I’m still reading God’s Secretaries, and I’ve arrived at a section in which Nicolson details the umpteen rules the KJV translators were supposed to follow. The second is this:
2. The names of the Profyts and the holie Wryters, with the other Names in the text to be retayned, as near as may be, according as they are vulgarly used.
I agree with that, but it would seem hardly worth saying. Why translate “John” or “Timothy” or, for that matter, “Jesus” with “Ioann,” “Timotheus,” or “Yeshua”?

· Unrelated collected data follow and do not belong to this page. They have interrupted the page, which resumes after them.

//! Stable handle type for CAD entities
//!
//! A stable handle is the opaque per-drawing identifier that names one CAD
//! entity across repeated decodes of the same drawing revision. It is the
//! natural key the entity link registry is built on.

use std::fmt;

use serde::{Deserialize, Serialize};

/// An opaque identifier for one CAD entity within a drawing
///
/// Handles are 64-bit unsigned integers assigned by the upstream CAD
/// decoder. Handle 0 is reserved and invalid. A handle is unique within a
/// single decode of a drawing and stable across decodes of the same
/// drawing revision.
#[derive(
    Debug, Clone, Copy, PartialEq, Eq, Hash, PartialOrd, Ord, Serialize, Deserialize,
)]
pub struct StableHandle(u64);

impl StableHandle {
    /// The null/invalid handle (0)
    pub const NULL: StableHandle = StableHandle(0);

    /// Create a new handle from a u64 value
    #[inline]
    pub const fn new(value: u64) -> Self {
        StableHandle(value)
    }

    /// Get the raw u64 value
    #[inline]
    pub const fn value(&self) -> u64 {
        self.0
    }

    /// Check if this is a null/invalid handle
    #[inline]
    pub const fn is_null(&self) -> bool {
        self.0 == 0
    }

    /// Check if this is a valid handle
    #[inline]
    pub const fn is_valid(&self) -> bool {
        self.0 != 0
    }
}

impl Default for StableHandle {
    fn default() -> Self {
        StableHandle::NULL
    }
}

impl From<u64> for StableHandle {
    fn from(value: u64) -> Self {
        StableHandle(value)
    }
}

impl From<StableHandle> for u64 {
    fn from(handle: StableHandle) -> Self {
        handle.0
    }
}

impl fmt::Display for StableHandle {
    fn fmt(&self, f: &mut fmt::Formatter<'_>) -> fmt::Result {
        write!(f, "{:#X}", self.0)
    }
}
//! Entity link registry types
//!
//! An [`EntityLink`] is the durable record tying a CAD entity's stable
//! handle to the domain object it produced. It is the sole record of
//! whether an entity is currently represented, conflicted, or removed —
//! domain rows themselves are never physically deleted. Links live in the
//! datastore (see [`crate::store::SpatialStore`]) and are read and written
//! inside the same transaction as the mutations they describe.

use std::fmt;

use serde::{Deserialize, Serialize};

use crate::types::{DomainTable, DrawingId, ObjectId, ObjectType, ProjectId, StableHandle};

/// Synchronization state of one entity link
///
/// ```text
/// active ──geometry/layer change──▶ synced
/// active ──failed reclassification──▶ conflict   (terminal)
/// active/synced ──absent from re-import──▶ deleted (terminal)
/// ```
///
/// `Conflict` and `Deleted` are terminal for automatic processing; the
/// reconciler never resolves either on its own.
#[derive(Debug, Clone, Copy, PartialEq, Eq, Hash, Serialize, Deserialize)]
#[serde(rename_all = "snake_case")]
pub enum SyncState {
    /// Created or confirmed; matches the current drawing geometry
    Active,
    /// Updated to match a detected change
    Synced,
    /// A layer rename could not be reconciled confidently
    Conflict,
    /// Absent from the latest re-import
    Deleted,
}

impl SyncState {
    /// Whether automatic processing must leave this link alone
    pub fn is_terminal(&self) -> bool {
        matches!(self, SyncState::Conflict | SyncState::Deleted)
    }

    pub fn as_str(&self) -> &'static str {
        match self {
            SyncState::Active => "active",
            SyncState::Synced => "synced",
            SyncState::Conflict => "conflict",
            SyncState::Deleted => "deleted",
        }
    }
}

impl fmt::Display for SyncState {
    fn fmt(&self, f: &mut fmt::Formatter<'_>) -> fmt::Result {
        write!(f, "{}", self.as_str())
    }
}

/// Natural key of an entity link
///
/// `drawing` is `None` for project-level imports; uniqueness is then
/// scoped to "drawing is null" (a partial-uniqueness constraint on the
/// datastore side).
#[derive(Debug, Clone, Copy, PartialEq, Eq, Hash, Serialize, Deserialize)]
pub struct LinkKey {
    pub project: ProjectId,
    pub drawing: Option<DrawingId>,
    pub handle: StableHandle,
}

impl LinkKey {
    pub fn new(project: ProjectId, drawing: Option<DrawingId>, handle: StableHandle) -> Self {
        LinkKey {
            project,
            drawing,
            handle,
        }
    }
}

/// Durable link from a CAD entity to the domain object it produced
#[derive(Debug, Clone, PartialEq, Serialize, Deserialize)]
pub struct EntityLink {
    pub key: LinkKey,
    /// Type of the linked domain object (`Unclassified` for review rows)
    pub object_type: ObjectType,
    pub object_id: ObjectId,
    /// Quantized content hash of the geometry as last written
    pub geometry_hash: u64,
    /// Source layer name as last seen
    pub layer_name: String,
    pub sync_state: SyncState,
}

impl EntityLink {
    /// A fresh link in the initial `Active` state
    pub fn new(
        key: LinkKey,
        object_type: ObjectType,
        object_id: ObjectId,
        geometry_hash: u64,
        layer_name: impl Into<String>,
    ) -> Self {
        EntityLink {
            key,
            object_type,
            object_id,
            geometry_hash,
            layer_name: layer_name.into(),
            sync_state: SyncState::Active,
        }
    }

    /// The table the linked object lives in
    pub fn table(&self) -> DomainTable {
        self.object_type.table()
    }
}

Well, apparently there was a reason:
Some Puritans maintained that the names of the great figures in the scriptures, all of which signify something—Adam meant “Red Earth,” Timothy “Fear-God”—should be translated. The Geneva Bible, which was an encyclopedia of Calvinist thought, including maps and diagrams, had a list of those meanings at the back and, in imitation of those signifying names, Puritans, particularly in the heartlands of Northamptonshire and the Sussex Weald, had taken to naming their children after moral qualities. Ben Jonson included characters called Tribulation Wholesome, Zeal-of-the-Land Busy and Win-the-fight Littlewit in The Alchemist (1610) and Bartholomew Fair (1614), and Bancroft himself [Archbishop of Canterbury, in charge of the translation effort] had written about the absurdity of calling your children “The Lord-is-near, More-trial, Reformation, More-fruit, Dust and many other such-like.” These were not invented. Puritan children at Warbleton in Sussex, the heartland of the practice, laboured under the names of Eschew-evil, Lament, No-merit, Sorry-for-sin, Learn-wisdom, Faint-not, Give-thanks, and, the most popular, Sin-deny, which was landed on ten children baptized in the parish between 1586 and 1596.
Adam Nicolson, God’s Secretaries: The Making of the King James Bible (HarperCollins, 2003), 74.
Eschewing the culture’s accepted canon of names is a way of rejecting that culture and, to some degree, setting up one’s own. In a 17th century England that valued passing on its ways from generation to generation, this was a “half-mad denial of tradition” (p. 74).